To me, healing work is about becoming balanced and whole. And I think that means we must learn to be strong as well as vulnerable. I think it's part of the work of traumatized people that we learn to not take our pain out on the world, but become strong enough to deal with the world in a healthy, sane, balanced way. It's my goal to be in touch with my sensitivities and honor them-- to speak them when necessary, to take action to protect and honor myself-- but at the same time, own them as mine and not take them out on everybody around me. I think that when we do this, we become forces of healing out there in the world.

I think it's unconscious and disrespectful for SJW's to cling to PTSD language from a place of abusing the term. It minimizes the real thing. I think that anyone who does legitimately have PTSD should do our best to take ownership of that and not beat other people up with our own victimhood. We need to heal first. If SJW's want to engage in emotionally charged political conversations about Racism, Gender Politics, etc, then they need to be in a strong enough place to communicate from sanity, open mindedness, empathy, and vulnerability. And if they're not, then they shouldn't be in public discourse IMO. It's okay to be wounded. But it's not okay to take our wounds out on the world.

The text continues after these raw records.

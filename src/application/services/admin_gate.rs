//! Password gate in front of the subscriber export.

use std::sync::Arc;

use chrono::TimeDelta;
use dashmap::DashMap;

use crate::domain::clock::Clock;
use crate::domain::entities::AttemptWindow;
use crate::domain::errors::AuthError;
use crate::utils::constant_time::constant_time_eq;

/// Identities tracked before expired windows are swept.
const PRUNE_THRESHOLD: usize = 1024;

/// Proof that the admin gate accepted a password.
///
/// Only [`AdminGate::authorize`] can create one, and
/// [`crate::application::services::SubscriberService::export_all`] consumes it,
/// so each successful authorization allows exactly one export.
#[derive(Debug)]
#[must_use]
pub struct ExportGrant {
    _private: (),
}

/// Attempt budget for the gate.
#[derive(Debug, Clone, Copy)]
pub struct GateLimits {
    pub max_attempts: u32,
    pub window: TimeDelta,
}

impl Default for GateLimits {
    /// Five attempts per fifteen minutes.
    fn default() -> Self {
        Self {
            max_attempts: 5,
            window: TimeDelta::minutes(15),
        }
    }
}

/// Timing-safe password check with a per-client fixed-window attempt limit.
///
/// Every call to [`Self::authorize`] counts as one attempt for the given
/// client identity. Once the count exceeds the limit inside the current
/// window, further calls are rejected without looking at the password. A
/// successful check clears the identity's counter.
///
/// Counters live in memory only; a restart forgets them.
pub struct AdminGate {
    secret: String,
    limits: GateLimits,
    attempts: DashMap<String, AttemptWindow>,
    clock: Arc<dyn Clock>,
}

impl AdminGate {
    /// Creates a gate for `secret`. The secret must come from configuration.
    pub fn new(secret: String, limits: GateLimits, clock: Arc<dyn Clock>) -> Self {
        Self {
            secret,
            limits,
            attempts: DashMap::new(),
            clock,
        }
    }

    /// Checks `provided` against the configured secret for `client`.
    ///
    /// # Errors
    ///
    /// Returns [`AuthError::RateLimited`] when `client` has used up its
    /// attempts in the current window (the password is not checked).
    /// Returns [`AuthError::InvalidCredentials`] when the password is wrong.
    pub fn authorize(&self, provided: &str, client: &str) -> Result<ExportGrant, AuthError> {
        let now = self.clock.now();

        if self.attempts.len() > PRUNE_THRESHOLD {
            self.prune_expired();
        }

        let window = {
            let mut entry = self
                .attempts
                .entry(client.to_string())
                .or_insert_with(|| AttemptWindow::open(now));

            if entry.is_expired(now, self.limits.window) {
                *entry = AttemptWindow::open(now);
            }
            entry.attempts = entry.attempts.saturating_add(1);
            *entry
        };

        if window.attempts > self.limits.max_attempts {
            let retry_after = window
                .remaining(now, self.limits.window)
                .to_std()
                .unwrap_or_default();

            tracing::warn!(
                client,
                attempts = window.attempts,
                at = %now.to_rfc3339(),
                "Admin auth rate limited"
            );
            metrics::counter!("admin_auth_total", "outcome" => "rate_limited").increment(1);

            return Err(AuthError::RateLimited { retry_after });
        }

        if !constant_time_eq(provided, &self.secret) {
            tracing::warn!(
                client,
                attempts = window.attempts,
                at = %now.to_rfc3339(),
                "Failed admin auth attempt"
            );
            metrics::counter!("admin_auth_total", "outcome" => "denied").increment(1);

            return Err(AuthError::InvalidCredentials);
        }

        self.attempts.remove(client);
        metrics::counter!("admin_auth_total", "outcome" => "granted").increment(1);

        Ok(ExportGrant { _private: () })
    }

    /// Drops windows that have already closed.
    pub fn prune_expired(&self) {
        let now = self.clock.now();
        let window = self.limits.window;
        self.attempts.retain(|_, w| !w.is_expired(now, window));
    }

    /// Number of identities currently tracked.
    pub fn tracked_clients(&self) -> usize {
        self.attempts.len()
    }
}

If all that were the case, I don't think there would be so much talk about "crybabies"-- if it were clear that these people were doing their best to be fair and strong, to be respectful of people who disagree with them.

And remember that it's part of the wounding to be caught up in what other people think and feel too much. That's the codependency creeping in. There will always be haters out there on the internet. People can be nasty (when they haven't healed themselves). And so we've got to be smart about what we allow in to impact us. And as we heal, these kinds of ridiculous things impact us less and less. It does hurt to see all the unnecessary emotional violence out there in the world. Anonymity is a blessing and curse.